Somewhat fittingly, that camera broke at a ballpark as well. In the summer of 1999, my sports editor at the newspaper asked if I wanted to write a weekly baseball column. The idea was that I would travel to the six minor-league ballparks in New Jersey at the time, as well as the new Yankees' affiliate on Staten Island. I managed a coup when I convinced them to expense a trip to Fayetteville, N.C., to investigate the Cape Fear Crocs, a team that had been bought earlier that summer and would be moving to Lakewood, N.J., in two years. I found something of a ghost city, a town struggling to rebound from tough times and a less-than-high-school-quality field that was meant to host minor league baseball 70 nights a year. It was a sad state.

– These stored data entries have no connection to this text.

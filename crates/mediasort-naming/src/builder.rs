//! Destination filename and path generation.
//!
//! Episode numbers are assigned per group (see [`group_key`]) in the order
//! the entries are supplied, so the caller's ordering is the numbering.
//!
//! ```text
//! Season   Show/Season 01/Show - S01E03 - Title.mkv
//! Special  Show/Specials/Show - S00E01.mkv
//! Extra    Show/Extras/<subdir>/<title or original name>
//! ```

use std::collections::{BTreeMap, HashMap};
use std::path::Path;

use crate::model::{Assignment, OutputDirectory, QueuedItem, VideoEntry};
use crate::order::group_key;
use crate::{NamingError, Result};

const DEFAULT_EXTENSION: &str = "mkv";

/// Result of [`build_one`].
#[derive(Debug, Clone, PartialEq, Eq)]
pub struct BuiltAssignment {
    pub destination_path: String,
    pub assignment: Assignment,
}

/// Compute the assignment for a single entry given its zero-based index
/// within its group.
pub fn build_one(series: &str, entry: &VideoEntry, episode_index: usize) -> Result<BuiltAssignment> {
    validate_series(series)?;
    validate_relative_path(&entry.file.relative_path)?;
    if entry.output_directory == OutputDirectory::Season && entry.season_number == 0 {
        return Err(NamingError::InvalidSeason {
            path: entry.file.path.clone(),
        });
    }

    let filename = destination_filename(series, entry, episode_index);
    let source = format!("{series}/{}", entry.file.relative_path);
    let episode = episode_index as u32 + 1;
    let title = entry.title().map(sanitize_segment).unwrap_or_default();

    let (destination_path, assignment) = match entry.output_directory {
        OutputDirectory::Extra => {
            let destination = match entry.file.relative_dir() {
                Some(dir) => format!("{series}/Extras/{dir}/{filename}"),
                None => format!("{series}/Extras/{filename}"),
            };
            (
                destination.clone(),
                Assignment::Extra {
                    series: series.to_string(),
                    source,
                    destination,
                },
            )
        }
        OutputDirectory::Special => {
            let destination = format!("{series}/Specials/{filename}");
            (
                destination.clone(),
                Assignment::Special {
                    series: series.to_string(),
                    season: 0,
                    episode,
                    title,
                    source,
                    destination,
                },
            )
        }
        OutputDirectory::Season => {
            let destination = format!(
                "{series}/Season {:02}/{filename}",
                entry.season_number
            );
            (
                destination.clone(),
                Assignment::Episode {
                    series: series.to_string(),
                    season: entry.season_number,
                    episode,
                    title,
                    source,
                    destination,
                },
            )
        }
    };

    Ok(BuiltAssignment {
        destination_path,
        assignment,
    })
}

/// Build assignments for entries in the supplied order, keeping one
/// episode counter per group.
pub fn build(series: &str, entries: &[VideoEntry]) -> Result<Vec<QueuedItem>> {
    validate_series(series)?;
    let mut counters: HashMap<String, usize> = HashMap::new();
    entries
        .iter()
        .map(|entry| {
            let counter = counters.entry(group_key(entry)).or_insert(0);
            let index = *counter;
            *counter += 1;
            let built = build_one(series, entry, index)?;
            Ok(QueuedItem {
                path: entry.file.path.clone(),
                assignment: built.assignment,
            })
        })
        .collect()
}

/// File name an entry will be renamed to.
pub fn destination_filename(series: &str, entry: &VideoEntry, episode_index: usize) -> String {
    let title = entry.title().map(sanitize_segment);

    if entry.output_directory == OutputDirectory::Extra {
        return match title {
            Some(title) => format!("{title}.{}", extension(&entry.file.name)),
            None => entry.file.name.clone(),
        };
    }

    let season = match entry.output_directory {
        OutputDirectory::Special => 0,
        _ => entry.season_number,
    };
    let ext = extension(&entry.file.name);
    let code = format!("S{:02}E{:02}", season, episode_index + 1);

    match title {
        Some(title) => format!("{series} - {code} - {title}.{ext}"),
        None => format!("{series} - {code}.{ext}"),
    }
}

/// Destinations that occur more than once, sorted.
pub fn find_duplicate_destinations(items: &[QueuedItem]) -> Vec<String> {
    let mut counts: BTreeMap<&str, usize> = BTreeMap::new();
    for item in items {
        *counts.entry(item.assignment.destination()).or_insert(0) += 1;
    }
    counts
        .into_iter()
        .filter(|(_, count)| *count > 1)
        .map(|(destination, _)| destination.to_string())
        .collect()
}

fn extension(name: &str) -> &str {
    Path::new(name)
        .extension()
        .and_then(|ext| ext.to_str())
        .filter(|ext| !ext.is_empty())
        .unwrap_or(DEFAULT_EXTENSION)
}

/// Path separators in titles would create extra directories.
fn sanitize_segment(title: &str) -> String {
    title.replace(['/', '\\'], "-")
}

fn validate_series(series: &str) -> Result<()> {
    if series.trim().is_empty() {
        return Err(NamingError::EmptySeries);
    }
    if series.contains(['/', '\\']) || series == "." || series == ".." {
        return Err(NamingError::InvalidSeries(series.to_string()));
    }
    Ok(())
}

fn validate_relative_path(relative_path: &str) -> Result<()> {
    let escapes = relative_path.is_empty()
        || relative_path.starts_with('/')
        || relative_path.split('/').any(|segment| segment == "..");
    if escapes {
        return Err(NamingError::InvalidPath(relative_path.to_string()));
    }
    Ok(())
}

But the camera broke a couple of weeks before that trip, when I visited Newark to see the Bears in their new (and at the time, just about finished) stadium. Out beyond centerfield lay the New York skyline, the Twin Towers the signature buildings. I took a few shots and then heard a pop or a crack. It sounded like my plastic lens cover hitting the concrete concourse, so I looked at my feet, thinking I'd dropped it. Nothing, nowhere. It was in my pocket the whole time. But after that, my camera refused to work. The repairs would cost nearly as much as a new rig, so I upgraded.
Anyway, I've thoroughly enjoyed taking pictures for the last 10 years, plus. Here are the last shots of an eighth-grade research paper come to life.
And the rockets' red glare ...
Jeet pleases the fans during NL batting practice.
Danny Graves tosses an autographed ball back to an unseen (to him) fan.
Roger Clemens didn't stop smiling all weekend ... well, until he threw his first pitch.
I just love this one as a photograph in itself.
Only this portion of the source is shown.